Why are these findings important despite their apparent rarity? From a mechanistic standpoint, both the parent-of-origin effects and structural change of this chromosomal region may provide clues to the genes involved in and pathogenesis related to schizophrenia. Ingason et al. suggest that overexpression of maternally expressed imprinted genes, such as UBE3A, could cause schizophrenia (3), as proposed for autism (6). Parent-of-origin effects are not restricted to classic imprinting mechanisms, however, and other genes may be involved. Normally, for example, the GABAA receptor subunit genes GABRB3, GABRA5, and GABRG3 (Figure 1) are expressed equally from maternal and paternal alleles in the frontal cortex (6, 8). There is genetic evidence implicating GABRB3 in autism, including association of a rare coding sequence variant when it is maternally transmitted (9). Importantly, dosage imbalance in the 15q11.2-q13.3 region can disrupt normal parental homologue pairing, DNA methylation patterns, and gene expression in this region during development of neurons (6, 10). This process of homologue pairing of chromosome 15 requires binding of the MECP2-methylated DNA binding protein to sites across the 15q11.2-q13.3 region (6, 8). Recent studies implicate fascinating epigenetic mechanisms involving this product of the MECP2 gene, mutations of which cause Rett syndrome (MIM 312750). MECP2 deficiency has been shown to reduce expression of GABRB3 as well as UBE3A (8, 10). Studies of gene expression in brain tissue unrelated to 15q11-q13 anomalies suggest the tantalizing possibility of broader applicability (6, 10). Mouse- and human-induced pluripotent stem cell models may help further our understanding of a possible shared molecular pathway for autism and schizophrenia (2).

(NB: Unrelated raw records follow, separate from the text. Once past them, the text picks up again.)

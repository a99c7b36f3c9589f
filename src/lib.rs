pub mod classifier;
pub mod config;
pub mod error;
pub mod identity;
pub mod server;

pub use classifier::{Classification, classify};
pub use config::{AppConfig, IdentityConfig};
pub use error::{RequestError, ServiceError};
pub use identity::Identity;
pub use server::{BfhlResponse, build_router, process_payload};
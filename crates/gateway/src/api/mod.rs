//! HTTP/SSE surface, versioned under `/api/v1`.

pub mod chat;
pub mod events;
pub mod integrations;
pub mod sessions;
pub mod tasks;
pub mod tools;

use axum::http::StatusCode;
use axum::response::{IntoResponse, Json, Response};
use axum::routing::{delete, get, post};
use axum::Router;

use envoy_domain::Error;

use crate::state::AppState;

/// Map a typed error onto its HTTP response: `NotFound` → 404,
/// `Invalid` → 400, everything else → 500, all with an
/// `{ "error": "<message>" }` body.
pub(crate) fn error_response(error: Error) -> Response {
    let status = match &error {
        Error::NotFound(_) => StatusCode::NOT_FOUND,
        Error::Invalid(_) => StatusCode::BAD_REQUEST,
        _ => StatusCode::INTERNAL_SERVER_ERROR,
    };
    (status, Json(serde_json::json!({ "error": error.to_string() }))).into_response()
}

pub fn router() -> Router<AppState> {
    Router::new()
        // Chat + live events
        .route("/api/v1/chat", post(chat::chat))
        .route("/api/v1/events", get(events::events))
        // Sessions
        .route("/api/v1/sessions", get(sessions::list_sessions).post(sessions::create_session))
        .route("/api/v1/sessions/:id", delete(sessions::delete_session))
        .route("/api/v1/sessions/:id/messages", get(sessions::session_messages))
        // Tools
        .route("/api/v1/tools", get(tools::list_tools))
        .route("/api/v1/tools/:name", delete(tools::delete_tool))
        // Integrations
        .route("/api/v1/integrations", get(integrations::list_integrations))
        .route("/api/v1/integrations/:name", delete(integrations::delete_integration))
        .route("/api/v1/integrations/:name/config", post(integrations::save_config))
        // Scheduled tasks
        .route("/api/v1/tasks", get(tasks::list_tasks))
        .route("/api/v1/tasks/:name", delete(tasks::delete_task))
        .route("/api/v1/tasks/:name/runs", get(tasks::task_runs))
}
async fn update_tool(state: &AppState, args: &Value) -> (String, bool) {
    let name = match str_arg(args, "name") {
        Ok(n) => n,
        Err(e) => return err(e),
    };
    let mut tool = match state.store.get_tool_by_name(&name).await {
        Ok(Some(t)) => t,
        Ok(None) => return err(format!("Error: no tool named '{name}'")),
        Err(e) => return err(format!("Error: {e}")),
    };

    if let Some(description) = opt_str_arg(args, "description") {
        tool.description = description;
    }
    if args.get("input_schema").is_some() {
        match schema_arg(args, "input_schema") {
            Ok(s) => tool.input_schema = s,
            Err(e) => return err(e),
        }
    }
    if let Some(code) = opt_str_arg(args, "code") {
        if let Err(e) = Executor::check(&code) {
            return err(format!("Error: code does not compile: {e}"));
        }
        tool.code = code;
    }
    if let Some(enabled) = args.get("enabled").and_then(|v| v.as_bool()) {
        tool.enabled = enabled;
    }

    match state.store.update_custom_tool(&tool).await {
        Ok(()) => ok(format!("Updated tool '{name}'. Changes take effect on the next turn.")),
        Err(e) => err(format!("Error: failed to update tool: {e}")),
    }
}

async fn delete_tool(state: &AppState, args: &Value) -> (String, bool) {
    let name = match str_arg(args, "name") {
        Ok(n) => n,
        Err(e) => return err(e),
    };
    match state.store.delete_tool_by_name(&name).await {
        Ok(true) => ok(format!("Deleted tool '{name}'.")),
        Ok(false) => err(format!("Error: no tool named '{name}'")),
        Err(e) => err(format!("Error: {e}")),
    }
}

async fn list_tools(state: &AppState) -> (String, bool) {
    let tools = match state.store.list_custom_tools().await {
        Ok(t) => t,
        Err(e) => return err(format!("Error: {e}")),
    };
    if tools.is_empty() {
        return ok("No custom tools yet. Use create_tool to add one.");
    }

    let integrations = state.store.list_integrations().await.unwrap_or_default();
    let mut lines = vec![format!("{} custom tool(s):", tools.len())];
    for tool in tools {
        let exposed = match tool.integration_id.as_deref() {
            None => format!("custom_{}", tool.name),
            Some(id) => {
                let owner = integrations
                    .iter()
                    .find(|i| i.id == id)
                    .map(|i| i.name.as_str())
                    .unwrap_or("?");
                format!("{owner}_{}", tool.name)
            }
        };
        lines.push(format!(
            "- {} ({}) — {}",
            exposed,
            if tool.enabled { "enabled" } else { "disabled" },
            tool.description
        ));
    }
    ok(lines.join("\n"))
}
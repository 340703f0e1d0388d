//! Cron scheduler — re-enters the agent loop on a schedule under an
//! isolated synthetic session, with a concurrency guard and structured
//! trace capture.
//!
//! A process-singleton registry maps `task_id -> live cron job`. On boot
//! every enabled task is installed; every meta-tool mutation reconciles
//! the registry (install on enable, remove on disable/delete, reinstall
//! on cron change).

use std::collections::HashMap;

use serde_json::Value;
use tokio::sync::Mutex;
use tokio_cron_scheduler::{Job, JobScheduler};
use uuid::Uuid;

use envoy_domain::tool::{ContentPart, Message, MessageContent, Role};
use envoy_store::model::{RunStatus, ScheduledTaskRow};

use crate::runtime::run_turn;
use crate::state::AppState;

pub struct Scheduler {
    sched: Mutex<JobScheduler>,
    jobs: Mutex<HashMap<String, Uuid>>,
}

impl Scheduler {
    pub async fn new() -> Result<Self, String> {
        let sched = JobScheduler::new().await.map_err(|e| e.to_string())?;
        sched.start().await.map_err(|e| e.to_string())?;
        Ok(Self { sched: Mutex::new(sched), jobs: Mutex::new(HashMap::new()) })
    }

    /// The scheduler library wants a seconds field; standard 5-field
    /// expressions get a literal `0` second prepended.
    pub fn normalize_cron(expr: &str) -> String {
        let expr = expr.trim();
        if expr.split_whitespace().count() == 5 {
            format!("0 {expr}")
        } else {
            expr.to_string()
        }
    }

    /// A cron expression is valid iff the scheduler library accepts it.
    /// Meta-tools must call this *before* persisting a cron change.
    pub fn validate_cron(expr: &str) -> Result<(), String> {
        let normalized = Self::normalize_cron(expr);
        Job::new_async(normalized.as_str(), |_uuid, _lock| Box::pin(async {}))
            .map(|_| ())
            .map_err(|e| e.to_string())
    }

    /// Install jobs for every enabled task. Called once on process start.
    pub async fn schedule_all(&self, state: AppState) {
        let tasks = match state.store.list_tasks().await {
            Ok(tasks) => tasks,
            Err(e) => {
                tracing::error!(error = %e, "failed to load tasks for scheduling");
                return;
            }
        };
        for task in tasks.iter().filter(|t| t.enabled) {
            if let Err(e) = self.schedule_task(state.clone(), task).await {
                tracing::warn!(task = %task.name, error = %e, "failed to schedule task");
            }
        }
    }

    /// Install (or reinstall) the live job for a task. Any pre-existing
    /// job for the same id is stopped first.
    ///
    /// Returns a boxed future rather than using `async fn` sugar: the job
    /// closure below boxes its own future (required by the scheduler
    /// library), and that future transitively calls back into this method
    /// through the agent loop's meta-tools. An opaque `impl Future` return
    /// type here would make rustc try to structurally resolve that cycle
    /// when checking `Send` and fail; an explicit boxed trait object
    /// breaks the cycle the same way it does for recursive data types.
    pub fn schedule_task<'a>(
        &'a self,
        state: AppState,
        task: &'a ScheduledTaskRow,
    ) -> std::pin::Pin<Box<dyn std::future::Future<Output = Result<(), String>> + Send + 'a>> {
        Box::pin(async move {
            self.unschedule_task(&task.id).await;

            let normalized = Self::normalize_cron(&task.cron);
            let task_id = task.id.clone();
            let job = Job::new_async(normalized.as_str(), move |_uuid, _lock| {
                let state = state.clone();
                let task_id = task_id.clone();
                Box::pin(async move {
                    fire_task(state, task_id).await;
                })
            })
            .map_err(|e| e.to_string())?;

            let job_id = self
                .sched
                .lock()
                .await
                .add(job)
                .await
                .map_err(|e| e.to_string())?;
            self.jobs.lock().await.insert(task.id.clone(), job_id);

            tracing::info!(task = %task.name, cron = %task.cron, "task scheduled");
            Ok(())
        })
    }

    /// Stop the live job for a task, if one exists.
    pub async fn unschedule_task(&self, task_id: &str) {
        let removed = self.jobs.lock().await.remove(task_id);
        if let Some(job_id) = removed {
            if let Err(e) = self.sched.lock().await.remove(&job_id).await {
                tracing::warn!(task_id, error = %e, "failed to remove cron job");
            }
        }
    }

    /// Whether a live job is installed for the task (invariant checks).
    pub async fn has_job(&self, task_id: &str) -> bool {
        self.jobs.lock().await.contains_key(task_id)
    }

    pub async fn shutdown(&self) {
        if let Err(e) = self.sched.lock().await.shutdown().await {
            tracing::warn!(error = %e, "scheduler shutdown failed");
        }
    }
}

// ━━━━━━━━━━━━━━━━━━━━━━━━━━━━━━━━━━━━━━━━━━━━━━━━━━━━━━━━━━━━━━━━━━
// Fire
// ━━━━━━━━━━━━━━━━━━━━━━━━━━━━━━━━━━━━━━━━━━━━━━━━━━━━━━━━━━━━━━━━━━

/// Handle one fire of a task's cron job.
///
/// Looks the task up fresh (it may have been edited or deleted since the
/// job was installed), enforces the single-running-run guard, runs the
/// agent loop under a synthetic session, and records the run with its
/// structured trace.
pub async fn fire_task(state: AppState, task_id: String) {
    let task = match state.store.get_task(&task_id).await {
        Ok(Some(task)) => task,
        Ok(None) => {
            tracing::warn!(task_id, "fired for a task that no longer exists");
            return;
        }
        Err(e) => {
            tracing::error!(task_id, error = %e, "task lookup failed on fire");
            return;
        }
    };
    if !task.enabled {
        return;
    }

    match state.store.has_running_run(&task.id).await {
        Ok(true) => {
            tracing::warn!(task = %task.name, "previous run still in flight, skipping this fire");
            return;
        }
        Ok(false) => {}
        Err(e) => {
            tracing::error!(task = %task.name, error = %e, "running-run check failed");
            return;
        }
    }

    let run = match state.store.insert_run(&task.id).await {
        Ok(run) => run,
        Err(e) => {
            tracing::error!(task = %task.name, error = %e, "failed to record run start");
            return;
        }
    };

    let session_id = format!("task-run-{}", run.id);
    let user_message = format!("[Scheduled Task: {}]\n\n{}", task.name, task.description);

    tracing::info!(task = %task.name, run_id = %run.id, session_id, "scheduled task fired");

    let outcome = run_turn(&state, &session_id, &user_message, Vec::new()).await;

    // A turn that produced no assistant output at all means the model
    // call itself failed; record that as an errored run.
    let produced_output = outcome.messages.iter().any(|m| m.role == Role::Assistant);
    let (status, result) = if produced_output {
        (RunStatus::Success, outcome.content.clone())
    } else {
        (RunStatus::Error, "model produced no output".to_string())
    };

    let trace = extract_trace(&outcome.messages);
    let trace_json = serde_json::to_string(&trace).unwrap_or_else(|_| "[]".into());

    if let Err(e) = state
        .store
        .complete_run(&run.id, status, Some(&result), Some(&trace_json))
        .await
    {
        tracing::error!(run_id = %run.id, error = %e, "failed to record run completion");
    }
}

// ━━━━━━━━━━━━━━━━━━━━━━━━━━━━━━━━━━━━━━━━━━━━━━━━━━━━━━━━━━━━━━━━━━
// Trace extraction
// ━━━━━━━━━━━━━━━━━━━━━━━━━━━━━━━━━━━━━━━━━━━━━━━━━━━━━━━━━━━━━━━━━━

/// Distill a run's message list into the structured trace stored on the
/// run record: assistant entries with text and tool calls, tool entries
/// with results. The initial user message is skipped; malformed parts
/// are skipped, never raised.
pub fn extract_trace(messages: &[Message]) -> Value {
    let rest = match messages.first() {
        Some(m) if m.role == Role::User => &messages[1..],
        _ => messages,
    };

    let mut entries: Vec<Value> = Vec::new();
    for message in rest {
        match message.role {
            Role::Assistant => {
                let mut content = String::new();
                let mut tool_calls: Vec<Value> = Vec::new();
                match &message.content {
                    MessageContent::Text(t) => content.push_str(t),
                    MessageContent::Parts(parts) => {
                        for part in parts {
                            match part {
                                ContentPart::Text { text } => content.push_str(text),
                                ContentPart::ToolUse { name, input, .. } => {
                                    tool_calls.push(serde_json::json!({
                                        "toolName": name,
                                        "args": input,
                                    }));
                                }
                                ContentPart::ToolResult { .. } => {}
                            }
                        }
                    }
                }

                if content.is_empty() && tool_calls.is_empty() {
                    continue;
                }
                let mut entry = serde_json::Map::new();
                entry.insert("role".into(), "assistant".into());
                if !content.is_empty() {
                    entry.insert("content".into(), content.into());
                }
                if !tool_calls.is_empty() {
                    entry.insert("toolCalls".into(), Value::Array(tool_calls));
                }
                entries.push(Value::Object(entry));
            }
            Role::Tool => {
                let MessageContent::Parts(parts) = &message.content else {
                    continue;
                };
                let results: Vec<Value> = parts
                    .iter()
                    .filter_map(|part| match part {
                        ContentPart::ToolResult { name, content, .. } => Some(serde_json::json!({
                            "toolName": name,
                            "result": content,
                        })),
                        _ => None,
                    })
                    .collect();
                if !results.is_empty() {
                    entries.push(serde_json::json!({ "role": "tool", "results": results }));
                }
            }
            Role::User | Role::System => {}
        }
    }

    Value::Array(entries)
}

#[cfg(test)]
mod tests {
    use super::*;

    #[test]
    fn normalize_cron_prepends_seconds_to_5_field() {
        assert_eq!(Scheduler::normalize_cron("*/5 * * * *"), "0 */5 * * * *");
        assert_eq!(Scheduler::normalize_cron("0 9 * * 1-5"), "0 0 9 * * 1-5");
        // Seconds-style expressions pass through untouched.
        assert_eq!(Scheduler::normalize_cron("*/1 * * * * *"), "*/1 * * * * *");
    }

    #[test]
    fn validate_cron_accepts_both_forms() {
        assert!(Scheduler::validate_cron("*/5 * * * *").is_ok());
        assert!(Scheduler::validate_cron("0 9 * * *").is_ok());
        assert!(Scheduler::validate_cron("*/1 * * * * *").is_ok());
    }

    #[test]
    fn validate_cron_rejects_garbage() {
        assert!(Scheduler::validate_cron("every tuesday").is_err());
        assert!(Scheduler::validate_cron("99 99 * * *").is_err());
        assert!(Scheduler::validate_cron("").is_err());
    }

    #[test]
    fn trace_skips_user_and_collects_calls_and_results() {
        let messages = vec![
            Message::user("[Scheduled Task: t]\n\ndo the thing"),
            Message {
                role: Role::Assistant,
                content: MessageContent::Parts(vec![
                    ContentPart::Text { text: "working on it".into() },
                    ContentPart::ToolUse {
                        id: "c1".into(),
                        name: "read_file".into(),
                        input: serde_json::json!({"path": "x"}),
                    },
                ]),
            },
            Message::tool_result("c1", "read_file", "contents"),
            Message::assistant("done"),
        ];

        let trace = extract_trace(&messages);
        let entries = trace.as_array().unwrap();
        assert_eq!(entries.len(), 3);

        assert_eq!(entries[0]["role"], "assistant");
        assert_eq!(entries[0]["content"], "working on it");
        assert_eq!(entries[0]["toolCalls"][0]["toolName"], "read_file");

        assert_eq!(entries[1]["role"], "tool");
        assert_eq!(entries[1]["results"][0]["result"], "contents");

        assert_eq!(entries[2]["role"], "assistant");
        assert_eq!(entries[2]["content"], "done");
        assert!(entries[2].get("toolCalls").is_none());
    }

    #[test]
    fn trace_reserializes_to_equivalent_json() {
        let messages = vec![
            Message::user("go"),
            Message::assistant("ok"),
        ];
        let trace = extract_trace(&messages);
        let json = serde_json::to_string(&trace).unwrap();
        let reparsed: Value = serde_json::from_str(&json).unwrap();
        assert_eq!(trace, reparsed);
    }
}
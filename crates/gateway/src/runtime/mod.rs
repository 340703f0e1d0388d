//! Core runtime — the step loop that drives a streaming model call,
//! interleaves tool execution, re-enters the model with spliced tool
//! results, and publishes fine-grained events to the session bus.
//!
//! The loop is explicit rather than delegated to any SDK continuation:
//! each step's model call must see the freshly-spliced tool results in
//! `messages`, so the cycle is driven here and the model stays stateless
//! from the loop's point of view.

pub mod integrations;
pub mod meta_tools;
pub mod prompt;
pub mod scheduler;
pub mod tools;

use std::collections::HashMap;

use futures_util::StreamExt;
use serde_json::Value;

use envoy_domain::error::Result;
use envoy_domain::stream::StreamEvent;
use envoy_domain::tool::{ContentPart, Message, MessageContent, Role, ToolCall};
use envoy_providers::ChatRequest;

use crate::bus::{AgentEvent, ToolCallInfo, ToolResultInfo};
use crate::state::AppState;

/// Hard bound on model steps per turn. Reaching it terminates with
/// whatever text has accumulated — normal completion, not an error.
pub const MAX_STEPS: usize = 10;

/// What a completed turn hands back to its caller.
pub struct TurnOutcome {
    /// The accumulated assistant text across all steps.
    pub content: String,
    /// The updated structured history (without the system prompt).
    pub messages: Vec<Message>,
}

/// Run one agent turn against the given history.
///
/// Emits `start`, `delta`, `tool_calls`, `tool_results`, and `done` on the
/// session bus as the turn progresses. Model/stream failures are logged
/// and terminate the loop; the partially-accumulated text is still
/// returned so the caller can persist it.
pub async fn run_turn(
    state: &AppState,
    session_id: &str,
    user_message: &str,
    history: Vec<Message>,
) -> TurnOutcome {
    let mut messages = history;
    messages.push(Message::user(user_message));

    state.bus.emit(session_id, AgentEvent::Start);

    let mut full_text = String::new();

    for step in 1..=MAX_STEPS {
        // The system prompt and tool set are reassembled every step — the
        // catalog of custom tools, integrations, and tasks is dynamic and
        // may have changed inside this very turn (self-extension).
        let system_prompt = prompt::build_system_prompt(state).await;
        let tool_defs = tools::load_tool_definitions(state).await;

        let mut wire = Vec::with_capacity(messages.len() + 1);
        wire.push(Message::system(&system_prompt));
        wire.extend(messages.iter().cloned());

        let req = ChatRequest {
            messages: wire,
            tools: tool_defs,
            temperature: Some(0.2),
            max_tokens: None,
        };

        tracing::debug!(session_id, step, "model step");

        let mut stream = match state.llm.chat_stream(&req).await {
            Ok(s) => s,
            Err(e) => {
                tracing::error!(session_id, error = %e, "model call failed");
                break;
            }
        };

        let mut step_text = String::new();
        let mut pending: Vec<ToolCall> = Vec::new();
        let mut stream_failed = false;

        // Tool call assembly: call_id -> (name, accumulated args json).
        let mut tc_bufs: HashMap<String, (String, String)> = HashMap::new();

        while let Some(event_result) = stream.next().await {
            let event = match event_result {
                Ok(event) => event,
                Err(e) => {
                    tracing::error!(session_id, error = %e, "stream error");
                    stream_failed = true;
                    break;
                }
            };

            match event {
                StreamEvent::Token { text } => {
                    state
                        .bus
                        .emit(session_id, AgentEvent::Delta { content: text.clone() });
                    step_text.push_str(&text);
                }
                StreamEvent::ToolCallStarted { call_id, tool_name } => {
                    tc_bufs.insert(call_id, (tool_name, String::new()));
                }
                StreamEvent::ToolCallDelta { call_id, delta } => {
                    if let Some((_, args)) = tc_bufs.get_mut(&call_id) {
                        args.push_str(&delta);
                    }
                }
                StreamEvent::ToolCallFinished { call_id, tool_name, arguments } => {
                    tc_bufs.remove(&call_id);
                    pending.push(ToolCall { call_id, tool_name, arguments });
                }
                StreamEvent::Done { finish_reason, .. } => {
                    tracing::debug!(session_id, step, ?finish_reason, "stream closed");
                }
                StreamEvent::Error { message } => {
                    tracing::error!(session_id, error = %message, "model reported stream error");
                    stream_failed = true;
                    break;
                }
            }
        }

        // Assemble calls that only came through started/delta.
        for (call_id, (name, args_str)) in tc_bufs.drain() {
            let arguments = if args_str.trim().is_empty() {
                Value::Object(Default::default())
            } else {
                serde_json::from_str(&args_str).unwrap_or_else(|e| {
                    tracing::warn!(
                        call_id = %call_id,
                        tool = %name,
                        error = %e,
                        "tool call arguments are not valid JSON; defaulting to empty object"
                    );
                    Value::Object(Default::default())
                })
            };
            pending.push(ToolCall { call_id, tool_name: name, arguments });
        }

        full_text.push_str(&step_text);

        if stream_failed {
            // The partial text still becomes part of the history.
            if !step_text.is_empty() {
                messages.push(Message::assistant(step_text));
            }
            break;
        }

        // No tool calls requested: this step's text is the final answer.
        if pending.is_empty() {
            if !step_text.is_empty() {
                messages.push(Message::assistant(step_text));
            }
            break;
        }

        // ── Tool dispatch ──────────────────────────────────────────
        messages.push(build_assistant_message(&step_text, &pending));

        for tc in &pending {
            state.bus.emit(
                session_id,
                AgentEvent::ToolCalls {
                    tool_calls: vec![ToolCallInfo {
                        id: tc.call_id.clone(),
                        name: tc.tool_name.clone(),
                        args: tc.arguments.clone(),
                    }],
                },
            );

            let (result, is_error) =
                tools::dispatch_tool(state, &tc.tool_name, &tc.arguments).await;

            if is_error {
                tracing::debug!(session_id, tool = %tc.tool_name, "tool returned an error string");
            }

            state.bus.emit(
                session_id,
                AgentEvent::ToolResults {
                    tool_results: vec![ToolResultInfo {
                        id: tc.call_id.clone(),
                        name: tc.tool_name.clone(),
                        result: result.clone(),
                    }],
                },
            );

            messages.push(Message::tool_result(&tc.call_id, &tc.tool_name, &result));
        }

        if step == MAX_STEPS {
            tracing::warn!(session_id, "step limit reached, ending turn");
        }
    }

    state
        .bus
        .emit(session_id, AgentEvent::Done { content: full_text.clone() });

    TurnOutcome { content: full_text, messages }
}

/// Run a turn for a chat session: load the persisted conversation state,
/// run the loop, then persist the updated state and the transcript rows.
/// The state write is a single blob update — on disk the session always
/// reflects the previous turn or the completed turn, never a partial one.
pub async fn execute_chat_turn(
    state: &AppState,
    session_id: &str,
    user_message: &str,
) -> Result<TurnOutcome> {
    let history = state.store.get_conversation_state(session_id).await?;

    state.store.maybe_set_title(session_id, user_message).await?;

    let outcome = run_turn(state, session_id, user_message, history).await;

    state
        .store
        .set_conversation_state(session_id, &outcome.messages)
        .await?;
    state.store.append_message(session_id, "user", user_message).await?;
    state
        .store
        .append_message(session_id, "assistant", &outcome.content)
        .await?;

    Ok(outcome)
}

fn build_assistant_message(text: &str, tool_calls: &[ToolCall]) -> Message {
    let mut parts = Vec::new();

    if !text.is_empty() {
        parts.push(ContentPart::Text { text: text.to_string() });
    }

    for tc in tool_calls {
        parts.push(ContentPart::ToolUse {
            id: tc.call_id.clone(),
            name: tc.tool_name.clone(),
            input: tc.arguments.clone(),
        });
    }

    Message { role: Role::Assistant, content: MessageContent::Parts(parts) }
}

#[cfg(test)]
mod tests {
    use super::*;

    #[test]
    fn assistant_message_carries_text_and_calls() {
        let calls = vec![ToolCall {
            call_id: "c1".into(),
            tool_name: "list_dir".into(),
            arguments: serde_json::json!({"path": "."}),
        }];
        let msg = build_assistant_message("checking", &calls);
        match msg.content {
            MessageContent::Parts(parts) => {
                assert_eq!(parts.len(), 2);
                assert!(matches!(&parts[0], ContentPart::Text { text } if text == "checking"));
                assert!(matches!(&parts[1], ContentPart::ToolUse { id, .. } if id == "c1"));
            }
            _ => panic!("expected parts"),
        }
    }

    #[test]
    fn assistant_message_without_text_has_only_calls() {
        let calls = vec![ToolCall {
            call_id: "c1".into(),
            tool_name: "t".into(),
            arguments: serde_json::json!({}),
        }];
        let msg = build_assistant_message("", &calls);
        match msg.content {
            MessageContent::Parts(parts) => assert_eq!(parts.len(), 1),
            _ => panic!("expected parts"),
        }
    }
}
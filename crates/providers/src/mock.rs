//! Scripted provider for deterministic tests.
//!
//! Each call to [`MockProvider::chat_stream`] pops the next scripted turn
//! and replays its events; every received [`ChatRequest`] is recorded so
//! tests can assert exactly what the model was shown (message order,
//! spliced tool results, available tool definitions).

use std::collections::VecDeque;

use parking_lot::Mutex;

use envoy_domain::error::Result;
use envoy_domain::stream::{BoxStream, StreamEvent};

use crate::traits::{ChatRequest, LlmProvider};

#[derive(Default)]
pub struct MockProvider {
    turns: Mutex<VecDeque<Vec<StreamEvent>>>,
    requests: Mutex<Vec<ChatRequest>>,
}

impl MockProvider {
    pub fn new() -> Self {
        Self::default()
    }

    /// Queue a raw event script for the next call.
    pub fn push_turn(&self, events: Vec<StreamEvent>) {
        self.turns.lock().push_back(events);
    }

    /// Queue a plain text answer (token per word, then stop).
    pub fn push_text_turn(&self, text: &str) {
        let mut events: Vec<StreamEvent> = text
            .split_inclusive(' ')
            .map(|w| StreamEvent::Token { text: w.to_string() })
            .collect();
        events.push(StreamEvent::Done {
            usage: None,
            finish_reason: Some("stop".into()),
        });
        self.push_turn(events);
    }

    /// Queue a turn that requests a single tool call.
    pub fn push_tool_call_turn(&self, call_id: &str, tool_name: &str, args: serde_json::Value) {
        self.push_turn(vec![
            StreamEvent::ToolCallStarted {
                call_id: call_id.into(),
                tool_name: tool_name.into(),
            },
            StreamEvent::ToolCallFinished {
                call_id: call_id.into(),
                tool_name: tool_name.into(),
                arguments: args,
            },
            StreamEvent::Done {
                usage: None,
                finish_reason: Some("tool_calls".into()),
            },
        ]);
    }

    /// Every request this provider has received, in order.
    pub fn requests(&self) -> Vec<ChatRequest> {
        self.requests.lock().clone()
    }

    /// Number of chat calls made so far.
    pub fn call_count(&self) -> usize {
        self.requests.lock().len()
    }
}

#[async_trait::async_trait]
impl LlmProvider for MockProvider {
    async fn chat_stream(
        &self,
        req: &ChatRequest,
    ) -> Result<BoxStream<'static, Result<StreamEvent>>> {
        self.requests.lock().push(req.clone());

        let events = self.turns.lock().pop_front().unwrap_or_else(|| {
            vec![StreamEvent::Done {
                usage: None,
                finish_reason: Some("stop".into()),
            }]
        });

        Ok(Box::pin(futures_util::stream::iter(
            events.into_iter().map(Ok),
        )))
    }

    fn provider_id(&self) -> &str {
        "mock"
    }
}

#[cfg(test)]
mod tests {
    use super::*;
    use futures_util::StreamExt;

    #[tokio::test]
    async fn scripted_turns_replay_in_order() {
        let provider = MockProvider::new();
        provider.push_text_turn("hello world");

        let req = ChatRequest::default();
        let mut stream = provider.chat_stream(&req).await.unwrap();

        let mut text = String::new();
        let mut finished = false;
        while let Some(event) = stream.next().await {
            match event.unwrap() {
                StreamEvent::Token { text: t } => text.push_str(&t),
                StreamEvent::Done { .. } => finished = true,
                _ => {}
            }
        }
        assert_eq!(text, "hello world");
        assert!(finished);
        assert_eq!(provider.call_count(), 1);
    }

    #[tokio::test]
    async fn exhausted_script_yields_bare_done() {
        let provider = MockProvider::new();
        let mut stream = provider.chat_stream(&ChatRequest::default()).await.unwrap();
        let event = stream.next().await.unwrap().unwrap();
        assert!(matches!(event, StreamEvent::Done { .. }));
    }
}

Clinically, what do the Ingason et al. findings suggest? There is now a general recommendation for clinical genetic testing using genome-wide microarrays for all individuals with autism, mental retardation, and/or multiple congenital anomalies (11). Thus, dual-diagnosis patients with schizophrenia and mental retardation, a traditionally understudied group, should be the first to receive such state-of-the-art investigations. This would include several of the study participants (3). The proportion of patients with 15q11-q13 duplications and schizophrenia without other developmental conditions, thus not meeting these clinical criteria (11), is unknown. Nonetheless, individuals with this genomic disorder deserve genetic counseling, now informed by results of this study. Recommendations for other clinically relevant changes in management or anticipatory care, such as those available for 22q11.2 deletion syndrome (1, 12), await further data. Studies of rare copy number variations, like that by Ingason et al., can, however, bring us another step closer to understanding the variable expression that is the norm in genetic diseases and a step toward personalized medicine for patients with schizophrenia (1).